Le Visiteur
Date : 12/09/1944
Éditeur : Le Figaro
Source : 118e année, n°20, p.1
Relation : Notice bibliographique BnF



Le Visiteur
CE camarade qui descend de l’avion de Londres, je ne l’avais pas revu depuis près de cinq ans. Nous nous serrons les mains. Chacun essaye de déchiffrer sur le visage de l’autre cette histoire inconnue que retracent les rides, en un langage intraduisible. “Racontez…” me dit-il. Je réponds: “Il y aurait trop à dire !” Et pourtant, je ne trouve pas de mots. Et déjà je le sens parti sur des pistes fausses.
“Que Paris est gai! me dit-il, que les femmes sont jolies, bien habillées! Quelle différence avec Londres!”
Il me décrit un Londres terriblement atteint et meurtri où les femmes ne sont plus à se parer. J’essaye de le persuader que le Paris pavoisé et encore ivre qu’il voit ne rappelle guère la ville où nous avons souffert, où nous n’osions plus coucher dans notre lit, où sans cesse il fallait changer de domicile. Mais où que nous cherchions refuge, nous ne sortions jamais de cette ombre étouffante que la Gestapo étendait sur nos têtes.
Il m’écoute ; il me croît, bien sûr! Mais comme je sens qu’il ne “réalise” pas, je tente une phrase sur ce drapeau à croix gammée, dans le ciel de la Concorde. Il hésite et me demande si tous les Parisiens en ont autant souffert que je l’imagine. C’était un garçon fort répandu dans le monde, autrefois. De quelles maisons sort-il ? Certaines gens ne lui ont paru qu’à demi contents. Ce qui se passe leur semble être un prélude à des événements redoutables. J’essaye de le persuader que pour prendre la vraie température de Paris, il faudrait pénétrer dans des milieux plus modestes.
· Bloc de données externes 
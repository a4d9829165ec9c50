use std::env;
use std::fmt;
use std::net::{IpAddr, SocketAddr};
use std::str::FromStr;
use std::time::Duration;

use secrecy::SecretString;

use crate::chatops::message::MessageLimits;
use crate::intake::ComplaintContext;

/// Distinguishes runtime behavior for different stages of the service.
#[derive(Debug, Clone, Copy, PartialEq, Eq)]
pub enum AppEnvironment {
    Development,
    Test,
    Production,
}

impl AppEnvironment {
    fn from_str(value: &str) -> Self {
        match value.trim().to_ascii_lowercase().as_str() {
            "prod" | "production" => Self::Production,
            "test" | "ci" => Self::Test,
            _ => Self::Development,
        }
    }

    pub fn label(&self) -> &'static str {
        match self {
            AppEnvironment::Development => "development",
            AppEnvironment::Test => "test",
            AppEnvironment::Production => "production",
        }
    }
}

/// Top-level configuration for the bridge and its bundled backend.
#[derive(Debug, Clone)]
pub struct AppConfig {
    pub environment: AppEnvironment,
    /// Binding for the chat-ops agent (webhook receiver).
    pub server: ServerConfig,
    /// Binding for the union action backend.
    pub backend: ServerConfig,
    pub telemetry: TelemetryConfig,
    pub bridge: BridgeConfig,
    pub survey: SurveyConfig,
}

impl AppConfig {
    pub fn load() -> Result<Self, ConfigError> {
        dotenvy::dotenv().ok();

        let environment = AppEnvironment::from_str(&env_or("APP_ENV", "development"));

        let server = ServerConfig {
            host: env_or("APP_HOST", "127.0.0.1"),
            port: parse_env("APP_PORT", 8080)?,
        };
        let backend = ServerConfig {
            host: env_or("UNION_ACTION_HOST", "127.0.0.1"),
            port: parse_env("UNION_ACTION_PORT", 8000)?,
        };

        let default_format = if environment == AppEnvironment::Production {
            "json"
        } else {
            "text"
        };
        let telemetry = TelemetryConfig {
            log_level: env_or("APP_LOG_LEVEL", "info"),
            format: LogFormat::parse(&env_or("APP_LOG_FORMAT", default_format))?,
        };

        let defaults = ComplaintContext::default();
        let bridge = BridgeConfig {
            union_action_url: env_or("UNION_ACTION_API_URL", "http://localhost:8000"),
            request_timeout: Duration::from_secs(parse_env("UNION_ACTION_TIMEOUT", 30)?),
            limits: MessageLimits {
                max_narrative_chars: parse_env("MAX_NARRATIVE_LENGTH", 2000)?,
                max_maxim_chars: parse_env("MAX_MAXIM_LENGTH", 500)?,
            },
            complaint_context: ComplaintContext {
                pressures: env_or("COMPLAINT_PRESSURES", &defaults.pressures),
                duties: env_or("COMPLAINT_DUTIES", &defaults.duties),
                actor_role: env_or("COMPLAINT_ROLE", &defaults.actor_role),
                experience: env_or("COMPLAINT_EXPERIENCE", &defaults.experience),
            },
            health_cache_ttl: Duration::from_secs(parse_env("HEALTH_CACHE_TTL", 10)?),
        };

        let survey = SurveyConfig {
            api_token: env::var("TYPEFORM_API_TOKEN")
                .ok()
                .map(|token| token.trim().to_string())
                .filter(|token| !token.is_empty())
                .map(SecretString::new),
            api_base: env_or("TYPEFORM_API_BASE", "https://api.typeform.com"),
            share_host: env_or("SURVEY_SHARE_HOST", "typeform.com"),
            scale_type: env_or("SURVEY_SCALE", "0-4"),
            deployment_mode: env_or("SURVEY_MODE", "employee_self"),
            deploy_timeout: Duration::from_secs(parse_env("SURVEY_DEPLOY_TIMEOUT", 20)?),
        };

        Ok(Self {
            environment,
            server,
            backend,
            telemetry,
            bridge,
            survey,
        })
    }
}

fn env_or(key: &str, default: &str) -> String {
    env::var(key).unwrap_or_else(|_| default.to_string())
}

fn parse_env<T: FromStr>(key: &'static str, default: T) -> Result<T, ConfigError> {
    match env::var(key) {
        Ok(raw) => raw
            .trim()
            .parse::<T>()
            .map_err(|_| ConfigError::InvalidNumber { key }),
        Err(_) => Ok(default),
    }
}

/// Settings controlling an HTTP server binding.
#[derive(Debug, Clone)]
pub struct ServerConfig {
    pub host: String,
    pub port: u16,
}

impl ServerConfig {
    pub fn socket_addr(&self) -> Result<SocketAddr, ConfigError> {
        if self.host.eq_ignore_ascii_case("localhost") {
            return Ok(SocketAddr::new(IpAddr::from([127, 0, 0, 1]), self.port));
        }

        let ip: IpAddr = self
            .host
            .parse()
            .map_err(|source| ConfigError::InvalidHost { source })?;

        Ok(SocketAddr::new(ip, self.port))
    }
}

/// Output encoding for log lines.
#[derive(Debug, Clone, Copy, PartialEq, Eq)]
pub enum LogFormat {
    Text,
    Json,
}

impl LogFormat {
    fn parse(raw: &str) -> Result<Self, ConfigError> {
        match raw.trim().to_ascii_lowercase().as_str() {
            "text" | "compact" => Ok(Self::Text),
            "json" => Ok(Self::Json),
            _ => Err(ConfigError::InvalidLogFormat(raw.to_string())),
        }
    }
}

/// Tracing controls.
#[derive(Debug, Clone)]
pub struct TelemetryConfig {
    pub log_level: String,
    pub format: LogFormat,
}

/// Settings for the chat-ops side: where the backend lives and how inbound
/// messages are shaped into complaint documents.
#[derive(Debug, Clone)]
pub struct BridgeConfig {
    pub union_action_url: String,
    pub request_timeout: Duration,
    pub limits: MessageLimits,
    pub complaint_context: ComplaintContext,
    pub health_cache_ttl: Duration,
}

/// Survey deployment settings. A configured token switches the backend to the
/// live forms API.
#[derive(Debug, Clone)]
pub struct SurveyConfig {
    pub api_token: Option<SecretString>,
    pub api_base: String,
    pub share_host: String,
    pub scale_type: String,
    pub deployment_mode: String,
    pub deploy_timeout: Duration,
}

impl Default for SurveyConfig {
    fn default() -> Self {
        Self {
            api_token: None,
            api_base: "https://api.typeform.com".to_string(),
            share_host: "typeform.com".to_string(),
            scale_type: "0-4".to_string(),
            deployment_mode: "employee_self".to_string(),
            deploy_timeout: Duration::from_secs(20),
        }
    }
}

#[derive(Debug)]
pub enum ConfigError {
    InvalidNumber { key: &'static str },
    InvalidHost { source: std::net::AddrParseError },
    InvalidLogFormat(String),
}

impl fmt::Display for ConfigError {
    fn fmt(&self, f: &mut fmt::Formatter<'_>) -> fmt::Result {
        match self {
            ConfigError::InvalidNumber { key } => {
                write!(f, "{key} must be a valid non-negative number")
            }
            ConfigError::InvalidHost { .. } => {
                write!(f, "host must parse to an IPv4 or IPv6 address")
            }
            ConfigError::InvalidLogFormat(value) => {
                write!(f, "APP_LOG_FORMAT must be 'json' or 'text', got '{value}'")
            }
        }
    }
}

impl std::error::Error for ConfigError {
    fn source(&self) -> Option<&(dyn std::error::Error + 'static)> {
        match self {
            ConfigError::InvalidHost { source } => Some(source),
            ConfigError::InvalidNumber { .. } | ConfigError::InvalidLogFormat(_) => None,
        }
    }
}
— Mais voyez, lui dis-je, comme la Ville est calme. Qui pourrait croire que ce peuple, il y a quinze jours à peine, dressait des barricades? Et voyez-le si paisible, bien qu’il se débatte contre mille difficultés, sans transports, sans électricité, sans gaz… Et pourtant la police semble inexistante. Les troupes alliées, on ne les voit guère. Les Américains isolés que l’on rencontre ressemblent à des Martiens errant sur une planète inconnue.
— Oui, dit-il, c’est vrai que Paris est tranquille.
J’insiste alors:
— Nous sommes heureux! Vous ne pouvez pas savoir comme nous sommes heureux…
Mais à peine ai-je parlé de ce bonheur, que je sens ma tristesse.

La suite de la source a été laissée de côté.